Activity: Using the records below, locate all lines containing "TokenSettings" and return them.
════════
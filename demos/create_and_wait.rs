//! Example: Create a token and wait for a request to reach it.
//!
//! # Usage
//!
//! ```bash
//! # Optional: account key for premium features
//! export WEBHOOK_SITE_API_KEY="your-api-key"
//!
//! cargo run --example create_and_wait
//! ```
//!
//! While the example waits, send anything to the printed URL, e.g.
//! `curl -X POST -d 'hello' <url>`.

use std::time::Duration;
use webhook_sync::{TokenSettings, WaitOptions, WaitReport, WebhookClient};

#[tokio::main]
async fn main() -> webhook_sync::Result<()> {
    let client = WebhookClient::from_env()?;

    let token = client
        .create_token(
            &TokenSettings::new()
                .default_status(200)
                .default_content("{\"ok\":true}")
                .default_content_type("application/json"),
        )
        .await?;

    let addresses = client.addresses(&token.uuid, None);
    println!("Token:     {}", token.uuid);
    println!("URL:       {}", addresses.url);
    println!("Subdomain: {}", addresses.subdomain_url);
    println!("Email:     {}", addresses.email);
    println!("DNS:       {}", addresses.dns);
    println!("\nWaiting up to 60 seconds for a request...");

    let options = WaitOptions::new(Duration::from_secs(60)).interval(Duration::from_secs(1));
    let result = client.wait_for_request(&token.uuid, options).await?;

    println!("{}", WaitReport::from_request(&result));

    client.delete_token(&token.uuid).await?;
    Ok(())
}
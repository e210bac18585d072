//! Items captured by the remote service.
//!
//! The service records every HTTP request, email and DNS lookup sent to a
//! token. Items are only ever fetched, never created locally.

use chrono::{DateTime, NaiveDateTime, Utc};
use serde::{Deserialize, Serialize};
use serde_json::Value;
use std::collections::BTreeMap;

/// What kind of traffic an item records.
#[derive(Debug, Clone, Copy, PartialEq, Eq, Hash, Serialize, Deserialize)]
#[serde(rename_all = "lowercase")]
pub enum ItemKind {
    /// An HTTP request.
    Web,
    /// An email delivered to `{token}@email.webhook.site`.
    Email,
    /// A DNS lookup of `*.{token}.dnshook.site`.
    Dns,
    /// Anything the service adds in the future.
    #[serde(other)]
    Other,
}

impl ItemKind {
    /// The name the service uses in `type:` search queries.
    #[must_use]
    pub fn as_str(self) -> &'static str {
        match self {
            ItemKind::Web => "web",
            ItemKind::Email => "email",
            ItemKind::Dns => "dns",
            ItemKind::Other => "other",
        }
    }
}

impl std::fmt::Display for ItemKind {
    fn fmt(&self, f: &mut std::fmt::Formatter<'_>) -> std::fmt::Result {
        f.write_str(self.as_str())
    }
}

/// Kind-specific part of a captured item.
#[derive(Debug, Clone, PartialEq, Serialize)]
#[serde(tag = "kind", rename_all = "lowercase")]
pub enum Payload {
    /// HTTP request details.
    Http {
        /// Request method.
        method: String,
        /// Full request URL.
        url: Option<String>,
        /// Parsed query string.
        query: BTreeMap<String, String>,
        /// Client IP.
        ip: Option<String>,
    },
    /// Email bodies as extracted by the service.
    Email {
        /// Plain-text body.
        text_content: Option<String>,
        /// HTML body.
        html_content: Option<String>,
    },
    /// DNS lookup details.
    Dns {
        /// Resolver IP.
        ip: Option<String>,
        /// Queried hostname.
        hostname: Option<String>,
    },
    /// Unknown item kind.
    Other,
}

/// One item captured by the service for a token.
#[derive(Debug, Clone, PartialEq, Serialize)]
pub struct CapturedItem {
    /// Unique item identifier.
    pub id: String,
    /// Kind of traffic.
    pub kind: ItemKind,
    /// When the service recorded the item (second precision).
    pub created_at: DateTime<Utc>,
    /// Service-side ordering value; breaks ties within the same second.
    pub sequence: i64,
    /// Headers, lowercase names, every value kept.
    pub headers: BTreeMap<String, Vec<String>>,
    /// Raw body (the full MIME message for emails).
    pub content: Option<String>,
    /// Kind-specific fields.
    pub payload: Payload,
}

impl CapturedItem {
    /// Key used to order items; larger is newer.
    #[must_use]
    pub fn order_key(&self) -> (DateTime<Utc>, i64) {
        (self.created_at, self.sequence)
    }

    /// Returns the first value of a header (case-insensitive).
    #[must_use]
    pub fn header(&self, name: &str) -> Option<&str> {
        self.headers
            .get(&name.to_ascii_lowercase())
            .and_then(|values| values.first())
            .map(String::as_str)
    }

    /// Returns the HTTP method for web items.
    #[must_use]
    pub fn method(&self) -> Option<&str> {
        match &self.payload {
            Payload::Http { method, .. } => Some(method),
            _ => None,
        }
    }

    /// Decodes one entry of the service's item list.
    ///
    /// Missing optional fields default to empty; a missing identifier or an
    /// unparseable timestamp rejects the entry.
    pub(crate) fn from_json(value: Value) -> Result<Self, String> {
        let raw: RawItem =
            serde_json::from_value(value).map_err(|e| format!("unexpected item shape: {e}"))?;

        let id = raw
            .uuid
            .filter(|id| !id.is_empty())
            .ok_or_else(|| "item has no uuid".to_string())?;
        let created_at = raw
            .created_at
            .as_deref()
            .and_then(parse_timestamp)
            .ok_or_else(|| format!("item {id} has an unreadable created_at"))?;

        let kind = raw.kind.unwrap_or(ItemKind::Web);
        let payload = match kind {
            ItemKind::Web => Payload::Http {
                method: raw.method.unwrap_or_else(|| "UNKNOWN".into()),
                url: raw.url,
                query: string_map(&raw.query),
                ip: raw.ip,
            },
            ItemKind::Email => Payload::Email {
                text_content: raw.text_content,
                html_content: raw.html_content,
            },
            ItemKind::Dns => Payload::Dns {
                ip: raw.ip,
                hostname: raw.hostname,
            },
            ItemKind::Other => Payload::Other,
        };

        Ok(Self {
            id,
            kind,
            created_at,
            sequence: raw.sorting.unwrap_or(0),
            headers: header_map(&raw.headers),
            content: raw.content,
            payload,
        })
    }
}

/// Wire shape of an item. The service encodes empty maps as `[]`, so the map
/// fields stay untyped until converted.
#[derive(Debug, Deserialize)]
struct RawItem {
    uuid: Option<String>,
    #[serde(rename = "type")]
    kind: Option<ItemKind>,
    created_at: Option<String>,
    sorting: Option<i64>,
    method: Option<String>,
    url: Option<String>,
    ip: Option<String>,
    hostname: Option<String>,
    content: Option<String>,
    text_content: Option<String>,
    html_content: Option<String>,
    #[serde(default)]
    headers: Value,
    #[serde(default)]
    query: Value,
}

/// Parses `2024-01-31 12:00:00` (UTC) or RFC 3339.
fn parse_timestamp(raw: &str) -> Option<DateTime<Utc>> {
    if let Ok(naive) = NaiveDateTime::parse_from_str(raw, "%Y-%m-%d %H:%M:%S") {
        return Some(naive.and_utc());
    }
    DateTime::parse_from_rfc3339(raw)
        .ok()
        .map(|dt| dt.with_timezone(&Utc))
}

fn header_map(value: &Value) -> BTreeMap<String, Vec<String>> {
    let Some(object) = value.as_object() else {
        return BTreeMap::new();
    };

    object
        .iter()
        .map(|(name, values)| {
            let values = match values {
                Value::Array(items) => items.iter().filter_map(scalar_string).collect(),
                other => scalar_string(other).into_iter().collect(),
            };
            (name.to_ascii_lowercase(), values)
        })
        .collect()
}

fn string_map(value: &Value) -> BTreeMap<String, String> {
    let Some(object) = value.as_object() else {
        return BTreeMap::new();
    };

    object
        .iter()
        .filter_map(|(k, v)| scalar_string(v).map(|v| (k.clone(), v)))
        .collect()
}

fn scalar_string(value: &Value) -> Option<String> {
    match value {
        Value::String(s) => Some(s.clone()),
        Value::Number(n) => Some(n.to_string()),
        Value::Bool(b) => Some(b.to_string()),
        _ => None,
    }
}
════════
Answer box:
use webhook_sync::{TokenSettings, WaitOptions, WaitReport, WebhookClient};
            &TokenSettings::new()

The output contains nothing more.